The last chapter of Jeffrey Kottler’s book, “Change”, was one of the ones I was most looking forward to reading — “Why Changes Don’t Often Last”. The sobering statistics are quite common in pop psych — the huge numbers of people who set New Year’s resolutions but abandon them before the first week is out (often from trying for perfection in “Just Do It” mode rather than incremental chain-growth like the Seinfeld method mentioned earlier), and that 80% of those who join gyms stop going after the first few visits even though they keep paying for membership for much longer (the illusion of still being committed that would be shattered by formally quitting their membership).

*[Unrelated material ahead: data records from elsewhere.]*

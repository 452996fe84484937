#![forbid(unsafe_code)]

//! The bound getter/setter unit underlying every property handle.
//!
//! # Design
//!
//! An [`AccessorPair<V>`] holds two type-erased functions — a getter invoked
//! with a dummy `()` argument, and a setter that receives a candidate value
//! and returns whatever the owner actually stored. Both close over one
//! specific owner instance, captured at bind time as a weak back-reference:
//! the pair reflects the owner's backing field, never a cached copy, and
//! never keeps the owner alive.
//!
//! # Invariants
//!
//! 1. Every read and write round-trips through the owner's accessors; the
//!    pair holds no value of its own.
//! 2. `write(v)` returns exactly what the setter returned, which is the
//!    value actually stored (the setter may clamp or reject `v`).
//! 3. Binding targets an owner *instance* (one `Rc` allocation), not a
//!    value. Re-binding re-targets the pair; nothing else does.
//!
//! # Failure Modes
//!
//! - Any operation on an unbound pair panics.
//! - Any operation after the bound owner has been dropped panics (the weak
//!   back-reference no longer upgrades).

use std::cell::RefCell;
use std::rc::Rc;

use crate::erased::UnaryFn;
use crate::step::Step;

/// A getter/setter pair bound to one owner instance.
pub struct AccessorPair<V> {
    get: UnaryFn<(), V>,
    set: UnaryFn<V, V>,
}

impl<V: 'static> AccessorPair<V> {
    /// An unbound pair. Every operation except [`bind`](Self::bind) is a
    /// contract violation until bind is called.
    #[must_use]
    pub const fn unbound() -> Self {
        Self {
            get: UnaryFn::empty(),
            set: UnaryFn::empty(),
        }
    }

    /// Attach this pair to `owner`'s accessors.
    ///
    /// The pair keeps only a weak back-reference to the owner state; the
    /// owner's lifetime is never extended. Calling `bind` again re-targets
    /// the pair — this is how a duplicated owner gets its own handles.
    pub fn bind<O: 'static>(
        &mut self,
        owner: &Rc<RefCell<O>>,
        get: impl Fn(&O) -> V + 'static,
        set: impl Fn(&mut O, V) -> V + 'static,
    ) {
        tracing::debug!(
            message = "accessor.bind",
            owner = ?Rc::as_ptr(owner),
            rebind = self.is_bound(),
        );
        let weak = Rc::downgrade(owner);
        self.get = UnaryFn::new(move |()| {
            let owner = weak
                .upgrade()
                .expect("contract violation: getter invoked after its owner was dropped");
            let state = owner.borrow();
            get(&state)
        });
        let weak = Rc::downgrade(owner);
        self.set = UnaryFn::new(move |v| {
            let owner = weak
                .upgrade()
                .expect("contract violation: setter invoked after its owner was dropped");
            let mut state = owner.borrow_mut();
            set(&mut state, v)
        });
    }

    /// Whether [`bind`](Self::bind) has been called.
    #[must_use]
    pub fn is_bound(&self) -> bool {
        !self.get.is_empty()
    }

    /// Invoke the getter. No side effects beyond the getter's own.
    ///
    /// # Panics
    ///
    /// Panics if unbound, or if the bound owner has been dropped.
    pub fn read(&self) -> V {
        assert!(
            self.is_bound(),
            "contract violation: read through an unbound accessor pair"
        );
        self.get.call(())
    }

    /// Invoke the setter with `v`.
    ///
    /// Returns the value the setter actually stored — not necessarily `v`;
    /// rejection and clamping are the owner's policy.
    ///
    /// # Panics
    ///
    /// Panics if unbound, or if the bound owner has been dropped.
    pub fn write(&self, v: V) -> V {
        assert!(
            self.is_bound(),
            "contract violation: write through an unbound accessor pair"
        );
        tracing::trace!(message = "accessor.write");
        self.set.call(v)
    }

    /// Read, transform, write. Every compound update funnels through here,
    /// so the owner's setter sees every candidate value.
    pub fn apply(&self, f: impl FnOnce(V) -> V) -> V {
        self.write(f(self.read()))
    }
}

impl<V: Step + 'static> AccessorPair<V> {
    /// Step forward by one unit, returning the stored (post-update) value.
    pub fn pre_increment(&self) -> V {
        self.apply(Step::forward)
    }

    /// Step backward by one unit, returning the stored (post-update) value.
    pub fn pre_decrement(&self) -> V {
        self.apply(Step::backward)
    }
}

impl<V: Step + Clone + 'static> AccessorPair<V> {
    /// Step forward by one unit, returning the value *before* the update.
    pub fn post_increment(&self) -> V {
        let old = self.read();
        self.write(old.clone().forward());
        old
    }

    /// Step backward by one unit, returning the value *before* the update.
    pub fn post_decrement(&self) -> V {
        let old = self.read();
        self.write(old.clone().backward());
        old
    }
}

impl<V: 'static> Default for AccessorPair<V> {
    fn default() -> Self {
        Self::unbound()
    }
}

impl<V> std::fmt::Debug for AccessorPair<V> {
    fn fmt(&self, f: &mut std::fmt::Formatter<'_>) -> std::fmt::Result {
        f.debug_struct("AccessorPair")
            .field("bound", &!self.get.is_empty())
            .finish()
    }
}

// ---------------------------------------------------------------------------
// Tests
// ---------------------------------------------------------------------------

Oddly enough, I was quite surprised at the beginning of the chapter that those who study change don’t have a firm grasp of why it fails. First and foremost, those who are heavy at work in the change industry — like therapists or weightloss consultants — don’t know what happens after the patient reaches a goal. There is the pop psych results, such as the fact that almost all of the contestants on the weightloss show “The Biggest Loser” end up gaining all the weight back later. But there is no ongoing follow-up in most clinical or therapeutic settings. And thus no info on if the patient/client relapsed or slipped. Secondly, change is often not a “point in time” measurement but a journey, and thus is quite complex and difficult to measure quantitatively, particularly for a moving target. Thirdly, the results are demoralizing — huge numbers of relapses. So studying it isn’t very satisfying or helpful to clinical treatments.

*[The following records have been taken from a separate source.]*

#![forbid(unsafe_code)]

//! Type-erased unary functions.
//!
//! [`UnaryFn<A, R>`] stores any `Fn(A) -> R` callable behind a uniform
//! invocation surface, so an accessor pair can hold a getter and a setter
//! without naming their concrete closure types.
//!
//! # Invariants
//!
//! 1. A default-constructed `UnaryFn` is empty; [`call`](UnaryFn::call) on
//!    an empty wrapper panics rather than returning a default value.
//! 2. Clones share the wrapped callable and may each be invoked without
//!    affecting the other.
//! 3. The wrapper adds no side effects beyond the callable's own.

use std::rc::Rc;

/// A copyable, type-erased `Fn(A) -> R` slot with an explicit empty state.
pub struct UnaryFn<A, R> {
    f: Option<Rc<dyn Fn(A) -> R>>,
}

impl<A, R> UnaryFn<A, R> {
    /// Wrap a callable.
    pub fn new(f: impl Fn(A) -> R + 'static) -> Self
    where
        A: 'static,
        R: 'static,
    {
        Self { f: Some(Rc::new(f)) }
    }

    /// The explicit empty state. Calling it is a contract violation.
    #[must_use]
    pub const fn empty() -> Self {
        Self { f: None }
    }

    /// Whether this slot holds a callable.
    #[must_use]
    pub fn is_empty(&self) -> bool {
        self.f.is_none()
    }

    /// Invoke the wrapped callable.
    ///
    /// # Panics
    ///
    /// Panics if the slot is empty.
    pub fn call(&self, arg: A) -> R {
        let f = self
            .f
            .as_ref()
            .expect("contract violation: invoked an empty UnaryFn");
        f(arg)
    }
}

impl<A, R> Clone for UnaryFn<A, R> {
    fn clone(&self) -> Self {
        Self { f: self.f.clone() }
    }
}

impl<A, R> Default for UnaryFn<A, R> {
    fn default() -> Self {
        Self::empty()
    }
}

impl<A, R> std::fmt::Debug for UnaryFn<A, R> {
    fn fmt(&self, f: &mut std::fmt::Formatter<'_>) -> std::fmt::Result {
        if self.is_empty() {
            f.write_str("UnaryFn(empty)")
        } else {
            f.write_str("UnaryFn(set)")
        }
    }
}

// ---------------------------------------------------------------------------
// Tests
// ---------------------------------------------------------------------------
//! Series navigation document for the post currently being read.

use serde::{Deserialize, Serialize};
use utoipa::ToSchema;

use crate::error::ApiError;
use crate::models::{Post, PostId, Series, SeriesId};
use crate::repo::Repo;

#[derive(Debug, Clone, PartialEq, Eq, Serialize, Deserialize, ToSchema)]
pub struct PostLink {
    pub id: PostId,
    pub title: String,
}

#[derive(Debug, Clone, PartialEq, Eq, Serialize, Deserialize, ToSchema)]
#[serde(rename_all = "camelCase")]
pub struct SeriesEntry {
    pub id: PostId,
    pub title: String,
    pub order_in_series: i32,
}

#[derive(Debug, Clone, PartialEq, Eq, Serialize, Deserialize, ToSchema)]
#[serde(rename_all = "camelCase")]
pub struct SeriesInfo {
    pub id: SeriesId,
    pub title: String,
    pub current_post: SeriesEntry,
    pub prev_post: Option<PostLink>,
    pub next_post: Option<PostLink>,
    pub total_posts: usize,
    pub posts: Vec<SeriesEntry>,
    /// Percentage of the series read before the current post.
    pub progress: u8,
}

impl SeriesInfo {
    /// `posts` must be the published posts of `series` in reading order.
    /// Returns `None` when `current` is not among them.
    pub fn build(series: Series, posts: &[Post], current: PostId) -> Option<Self> {
        let idx = posts.iter().position(|p| p.id == current)?;
        let entries: Vec<SeriesEntry> = posts
            .iter()
            .enumerate()
            .map(|(i, p)| SeriesEntry {
                id: p.id,
                title: p.title.clone(),
                order_in_series: p.order_in_series.unwrap_or(i as i32 + 1),
            })
            .collect();
        let link = |p: &Post| PostLink { id: p.id, title: p.title.clone() };
        let current_post = entries[idx].clone();
        let total = entries.len();
        Some(Self {
            id: series.id,
            title: series.title,
            progress: progress(current_post.order_in_series, total),
            prev_post: idx.checked_sub(1).map(|i| link(&posts[i])),
            next_post: posts.get(idx + 1).map(link),
            current_post,
            total_posts: total,
            posts: entries,
        })
    }
}

fn progress(order: i32, total: usize) -> u8 {
    if total == 0 {
        return 0;
    }
    let done = order.saturating_sub(1).max(0) as f64;
    ((done / total as f64) * 100.0).round().clamp(0.0, 100.0) as u8
}

/// 404 unless the post exists, is published and belongs to a series.
pub async fn series_info(repo: &dyn Repo, post_id: PostId) -> Result<SeriesInfo, ApiError> {
    let post = repo.get_post(post_id).await?;
    let series_id = match (post.published, post.series_id) {
        (true, Some(id)) => id,
        _ => return Err(ApiError::NotFound),
    };
    let series = repo.get_series(series_id).await?;
    let posts = repo.list_series_posts(series_id).await?;
    SeriesInfo::build(series, &posts, post_id).ok_or(ApiError::NotFound)
}

#[cfg(test)]
mod tests {
    use super::*;
    use chrono::Utc;

    fn post(id: PostId, order: i32) -> Post {
        Post {
            id,
            title: format!("Part {order}"),
            content: String::new(),
            published: true,
            created_at: Utc::now(),
            updated_at: Utc::now(),
            category_id: None,
            series_id: Some(1),
            order_in_series: Some(order),
        }
    }

    fn series() -> Series {
        Series { id: 1, title: "Rust from scratch".into() }
    }

    #[test]
    fn middle_post_has_both_neighbours() {
        let posts = vec![post(10, 1), post(11, 2), post(12, 3), post(13, 4)];
        let info = SeriesInfo::build(series(), &posts, 12).unwrap();
        assert_eq!(info.current_post.order_in_series, 3);
        assert_eq!(info.prev_post.unwrap().id, 11);
        assert_eq!(info.next_post.unwrap().id, 13);
        assert_eq!(info.total_posts, 4);
        assert_eq!(info.progress, 50);
    }

    #[test]
    fn first_and_last_post_edges() {
        let posts = vec![post(10, 1), post(11, 2), post(12, 3)];
        let first = SeriesInfo::build(series(), &posts, 10).unwrap();
        assert!(first.prev_post.is_none());
        assert_eq!(first.progress, 0);

        let last = SeriesInfo::build(series(), &posts, 12).unwrap();
        assert!(last.next_post.is_none());
        assert_eq!(last.progress, 67);
    }

    #[test]
    fn out_of_range_order_is_clamped() {
        let posts = vec![post(10, i32::MIN), post(11, i32::MAX)];
        let low = SeriesInfo::build(series(), &posts, 10).unwrap();
        assert_eq!(low.progress, 0);
        let high = SeriesInfo::build(series(), &posts, 11).unwrap();
        assert_eq!(high.progress, 100);
    }

    #[test]
    fn post_outside_series_yields_none() {
        let posts = vec![post(10, 1)];
        assert!(SeriesInfo::build(series(), &posts, 99).is_none());
    }
}
use actix_web::http::header;
use actix_web::middleware::DefaultHeaders;

const CSP: &str = "default-src 'self'; img-src 'self' data:; object-src 'none'; base-uri 'none'; frame-ancestors 'none'";
const HSTS: &str = "max-age=63072000; includeSubDomains; preload";

/// Response headers stamped on every API response. `DefaultHeaders` leaves
/// any header a handler already set untouched.
pub fn security_headers(enable_hsts: bool) -> DefaultHeaders {
    let headers = DefaultHeaders::new()
        .add((header::X_CONTENT_TYPE_OPTIONS, "nosniff"))
        .add((header::X_FRAME_OPTIONS, "DENY"))
        .add((header::REFERRER_POLICY, "no-referrer"))
        .add((header::CONTENT_SECURITY_POLICY, CSP));
    if enable_hsts {
        headers.add((header::STRICT_TRANSPORT_SECURITY, HSTS))
    } else {
        headers
    }
}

Nevertheless, Kottler does have a rudimentary list in the headings of why change doesn’t last:
- Limits of will…good intentions are not enough, and we don’t always have full control over our lives;
- Unrealistic expectations or lousy goal-setting;
- Dysfunctional beliefs…including defeatist attitudes, and, perhaps more importantly reasons NOT to change and stay stuck:
- You feel justified in self-pity;
- You can blame external factors or others for your problems;
- You have an excuse not to do it;
- You get sympathy;
- No reward but no risk of change;
- You can avoid addressing deeper issues;
- You can be a jerk and blame your condition;
Put a little differently, “you can remain miserable on your own terms” [pg. 305]. It’s heavily about control of what is familiar vs. risking loss of control with trying something new. In other words, flat out fear.
But you also may lack support (or have others who are enabling triggers for your old behaviour — there’s a reason why alcoholics and drug addicts are actively encouraged NOT to hang around their old friends and family members who may have not only introduced them to their addiction but also actively enabled it…it’s hard to leave port for a better world if you’re still weighed down by an anchor that ties you to your old habits); suffer from other traits or moods that are not conducive to the change (and might need addressing too); or have poor coping skills / preparation (or even just lack the knowledge of how to implement a change).

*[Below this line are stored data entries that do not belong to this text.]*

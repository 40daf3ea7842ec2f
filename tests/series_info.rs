#![cfg(feature = "inmem-store")]

use actix_web::{test, web, App};
use quill::models::NewPost;
use quill::repo::inmem::InMemRepo;
use quill::repo::PostRepo;
use quill::service::PageLimits;
use quill::{config, AppState};
use serde_json::Value;
use std::sync::Arc;

fn part(series_id: Option<i64>, order: Option<i32>, published: bool, title: &str) -> NewPost {
    NewPost {
        title: title.into(),
        content: String::new(),
        published,
        category_id: Some(1),
        series_id,
        order_in_series: order,
    }
}

#[actix_web::test]
async fn series_info_for_published_series_post() {
    let repo = InMemRepo::new();
    let s = repo.create_series("Async Rust".into()).await.unwrap();
    let p1 = repo.create_post(part(Some(s.id), Some(1), true, "Futures")).await.unwrap();
    let p2 = repo.create_post(part(Some(s.id), Some(2), true, "Pinning")).await.unwrap();
    let p3 = repo.create_post(part(Some(s.id), Some(3), true, "Executors")).await.unwrap();
    let draft = repo.create_post(part(Some(s.id), Some(4), false, "Draft")).await.unwrap();
    let loose = repo.create_post(part(None, None, true, "Standalone")).await.unwrap();

    let app = test::init_service(
        App::new()
            .app_data(web::Data::new(AppState::new(Arc::new(repo), PageLimits::default())))
            .configure(config),
    )
    .await;

    let req = test::TestRequest::get().uri(&format!("/api/series-info/{}", p2.id)).to_request();
    let resp = test::call_service(&app, req).await;
    assert_eq!(resp.status(), 200);
    let info: Value = test::read_body_json(resp).await;
    assert_eq!(info["id"], s.id);
    assert_eq!(info["title"], "Async Rust");
    assert_eq!(info["currentPost"]["id"], p2.id);
    assert_eq!(info["currentPost"]["orderInSeries"], 2);
    assert_eq!(info["prevPost"]["id"], p1.id);
    assert_eq!(info["nextPost"]["id"], p3.id);
    assert_eq!(info["totalPosts"], 3);
    assert_eq!(info["progress"], 33);
    assert_eq!(info["posts"].as_array().unwrap().len(), 3);

    for missing in [draft.id, loose.id, 9999] {
        let req = test::TestRequest::get().uri(&format!("/api/series-info/{missing}")).to_request();
        let resp = test::call_service(&app, req).await;
        assert_eq!(resp.status(), 404, "post {missing}");
    }
}
#[cfg(feature = "inmem-store")]
pub mod inmem {
    use super::*;
    use chrono::{DateTime, Duration, Utc};
    use serde::{Deserialize, Serialize};
    use std::collections::{BTreeSet, HashMap};
    use std::path::{Path, PathBuf};
    use std::sync::{Arc, RwLock, RwLockReadGuard, RwLockWriteGuard};

    #[derive(Default, Serialize, Deserialize)]
    struct State {
        users: HashMap<UserId, User>,
        series: HashMap<SeriesId, Series>,
        posts: HashMap<PostId, Post>,
        comments: HashMap<CommentId, Comment>,
        // parent id -> direct reply ids
        children: HashMap<CommentId, BTreeSet<CommentId>>,
        next_id: i64,
        last_created_at: Option<DateTime<Utc>>,
    }

    impl State {
        fn next_id(&mut self) -> i64 {
            self.next_id += 1;
            self.next_id
        }

        // Strictly increasing so that "newest first" is total within the store.
        fn next_created_at(&mut self) -> DateTime<Utc> {
            let mut now = Utc::now();
            if let Some(last) = self.last_created_at {
                if now <= last {
                    now = last + Duration::microseconds(1);
                }
            }
            self.last_created_at = Some(now);
            now
        }

        fn reply_count(&self, id: &CommentId) -> i64 {
            self.children.get(id).map_or(0, |c| c.len() as i64)
        }

        fn view(&self, comment: &Comment) -> CommentView {
            CommentView::new(
                comment.clone(),
                self.users.get(&comment.author_id),
                self.reply_count(&comment.id),
            )
        }

        fn owned_mut(&mut self, id: &CommentId, author_id: &str) -> RepoResult<&mut Comment> {
            match self.comments.get_mut(id) {
                Some(c) if c.author_id == author_id => Ok(c),
                _ => Err(RepoError::NotFound),
            }
        }
    }

    #[derive(Clone, Default)]
    pub struct InMemRepo {
        state: Arc<RwLock<State>>,
        snapshot_path: Option<Arc<PathBuf>>,
    }

    impl InMemRepo {
        /// Purely in-memory; nothing survives the process.
        pub fn new() -> Self {
            Self::default()
        }

        /// Load `<dir>/state.json` if present and rewrite it after every mutation.
        pub fn with_snapshot_dir(dir: impl AsRef<Path>) -> Self {
            let path = dir.as_ref().join("state.json");
            let state = Self::load_state_from(&path);
            Self {
                state: Arc::new(RwLock::new(state)),
                snapshot_path: Some(Arc::new(path)),
            }
        }

        fn load_state_from(path: &Path) -> State {
            match std::fs::read(path) {
                Ok(bytes) => match serde_json::from_slice::<State>(&bytes) {
                    Ok(s) => {
                        log::info!("[inmem] loaded snapshot '{}'", path.display());
                        s
                    }
                    Err(e) => {
                        log::warn!("[inmem] failed to parse snapshot '{}': {e}. Starting empty.", path.display());
                        State::default()
                    }
                },
                Err(e) => {
                    log::info!("[inmem] no snapshot at '{}': {e}. Starting empty.", path.display());
                    State::default()
                }
            }
        }

        fn read(&self) -> RepoResult<RwLockReadGuard<'_, State>> {
            self.state.read().map_err(|_| RepoError::Internal("state lock poisoned".into()))
        }

        fn write(&self) -> RepoResult<RwLockWriteGuard<'_, State>> {
            self.state.write().map_err(|_| RepoError::Internal("state lock poisoned".into()))
        }

        // Called with the write lock held so snapshots land in mutation order.
        fn persist(&self, state: &State) {
            let Some(path) = self.snapshot_path.as_deref() else { return };
            let bytes = match serde_json::to_vec_pretty(state) {
                Ok(b) => b,
                Err(e) => {
                    log::error!("[inmem] failed to serialise snapshot: {e}");
                    return;
                }
            };
            if let Some(dir) = path.parent() {
                let _ = std::fs::create_dir_all(dir);
            }
            if let Err(e) = std::fs::write(path, bytes) {
                log::error!("[inmem] failed to write snapshot '{}': {e}", path.display());
            }
        }
    }

    #[async_trait]
    impl CommentRepo for InMemRepo {
        async fn list_comments(
            &self,
            scope: CommentScope,
            cursor: Option<CommentId>,
            limit: usize,
        ) -> RepoResult<Vec<CommentView>> {
            let s = self.read()?;
            let anchor = match cursor {
                Some(id) => match s.comments.get(&id) {
                    Some(c) => Some((c.created_at, c.id)),
                    None => return Ok(Vec::new()),
                },
                None => None,
            };
            let mut page: Vec<&Comment> = match scope {
                CommentScope::Post(post_id) => s
                    .comments
                    .values()
                    .filter(|c| c.post_id == post_id && c.parent_id.is_none())
                    .collect(),
                CommentScope::Replies(parent_id) => s
                    .children
                    .get(&parent_id)
                    .into_iter()
                    .flatten()
                    .filter_map(|id| s.comments.get(id))
                    .collect(),
            };
            if let Some(anchor) = anchor {
                page.retain(|c| (c.created_at, c.id) < anchor);
            }
            page.sort_by(|a, b| (b.created_at, b.id).cmp(&(a.created_at, a.id))); // newest first
            page.truncate(limit);
            Ok(page.into_iter().map(|c| s.view(c)).collect())
        }

        async fn get_comment(&self, id: CommentId) -> RepoResult<Comment> {
            let s = self.read()?;
            s.comments.get(&id).cloned().ok_or(RepoError::NotFound)
        }

        async fn create_comment(&self, new: NewComment) -> RepoResult<CommentView> {
            let mut s = self.write()?;
            if !s.posts.contains_key(&new.post_id) {
                return Err(RepoError::NotFound);
            }
            if let Some(parent) = new.parent_id {
                if !s.comments.contains_key(&parent) {
                    return Err(RepoError::NotFound);
                }
            }
            let now = s.next_created_at();
            let comment = Comment {
                id: uuid::Uuid::new_v4(),
                content: new.content,
                post_id: new.post_id,
                parent_id: new.parent_id,
                author_id: new.author_id,
                created_at: now,
                updated_at: now,
            };
            if let Some(parent) = comment.parent_id {
                s.children.entry(parent).or_default().insert(comment.id);
            }
            s.comments.insert(comment.id, comment.clone());
            let view = s.view(&comment);
            self.persist(&s);
            Ok(view)
        }

        async fn update_comment_content(
            &self,
            id: CommentId,
            author_id: &str,
            content: String,
        ) -> RepoResult<CommentView> {
            let mut s = self.write()?;
            let comment = s.owned_mut(&id, author_id)?;
            comment.content = content;
            comment.updated_at = Utc::now();
            let updated = comment.clone();
            let view = s.view(&updated);
            self.persist(&s);
            Ok(view)
        }

        async fn delete_comment(&self, id: CommentId, author_id: &str) -> RepoResult<()> {
            let mut s = self.write()?;
            let parent = s.owned_mut(&id, author_id)?.parent_id;
            if let Some(parent) = parent {
                if let Some(siblings) = s.children.get_mut(&parent) {
                    siblings.remove(&id);
                }
            }
            // cascade through the reply index
            let mut stack = vec![id];
            while let Some(next) = stack.pop() {
                s.comments.remove(&next);
                if let Some(kids) = s.children.remove(&next) {
                    stack.extend(kids);
                }
            }
            self.persist(&s);
            Ok(())
        }
    }

    #[async_trait]
    impl PostRepo for InMemRepo {
        async fn get_post(&self, id: PostId) -> RepoResult<Post> {
            let s = self.read()?;
            s.posts.get(&id).cloned().ok_or(RepoError::NotFound)
        }

        async fn create_post(&self, new: NewPost) -> RepoResult<Post> {
            let mut s = self.write()?;
            if let Some(series_id) = new.series_id {
                if !s.series.contains_key(&series_id) {
                    return Err(RepoError::NotFound);
                }
            }
            let id = s.next_id();
            let now = Utc::now();
            let post = Post {
                id,
                title: new.title,
                content: new.content,
                published: new.published,
                created_at: now,
                updated_at: now,
                category_id: new.category_id,
                series_id: new.series_id,
                order_in_series: new.order_in_series,
            };
            s.posts.insert(id, post.clone());
            self.persist(&s);
            Ok(post)
        }

        async fn get_series(&self, id: SeriesId) -> RepoResult<Series> {
            let s = self.read()?;
            s.series.get(&id).cloned().ok_or(RepoError::NotFound)
        }

        async fn create_series(&self, title: String) -> RepoResult<Series> {
            let mut s = self.write()?;
            let id = s.next_id();
            let series = Series { id, title };
            s.series.insert(id, series.clone());
            self.persist(&s);
            Ok(series)
        }

        async fn list_series_posts(&self, series_id: SeriesId) -> RepoResult<Vec<Post>> {
            let s = self.read()?;
            let mut v: Vec<Post> = s
                .posts
                .values()
                .filter(|p| p.published && p.series_id == Some(series_id))
                .cloned()
                .collect();
            v.sort_by_key(|p| (p.order_in_series.unwrap_or(i32::MAX), p.id));
            Ok(v)
        }
    }

    #[async_trait]
    impl UserRepo for InMemRepo {
        async fn get_user(&self, id: &str) -> RepoResult<User> {
            let s = self.read()?;
            s.users.get(id).cloned().ok_or(RepoError::NotFound)
        }

        async fn upsert_user(&self, user: User) -> RepoResult<User> {
            let mut s = self.write()?;
            s.users.insert(user.id.clone(), user.clone());
            self.persist(&s);
            Ok(user)
        }
    }
}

However, all of the previous chapters came down to pages 308 to 315 for me. I wanted to make one very large change in my life — lose weight — and I was stuck. So I was looking for an enhanced understanding of why I was stuck and how to overcome it. These 8 pages helped me craft a kind of “to do” list.
Success depends on:
- Conducting a fearless inventory of the costs, benefits, patterns and triggers of your “issue” (to make all the pieces clear to you, both in pulling you forward and in resisting change);
- Finding the right motivation (to allow you to commit in the first place);
- Substituting better or different habits to replace the previous ones (even if just to use the time differently);
- Building in consistent rewards (to gamify the journey);
- Committing wholeheartedly (to carry you through); and,
- Changing the narrative of your journey (to reinforce the change and oppose relapses).
The book, and this list, gave me a way forward. I’ve handled 3 of the 6, and I’m working on the remaining 3. Onward to the journey! (#50by50ish #50 – Lose weight – Part 1, the decision).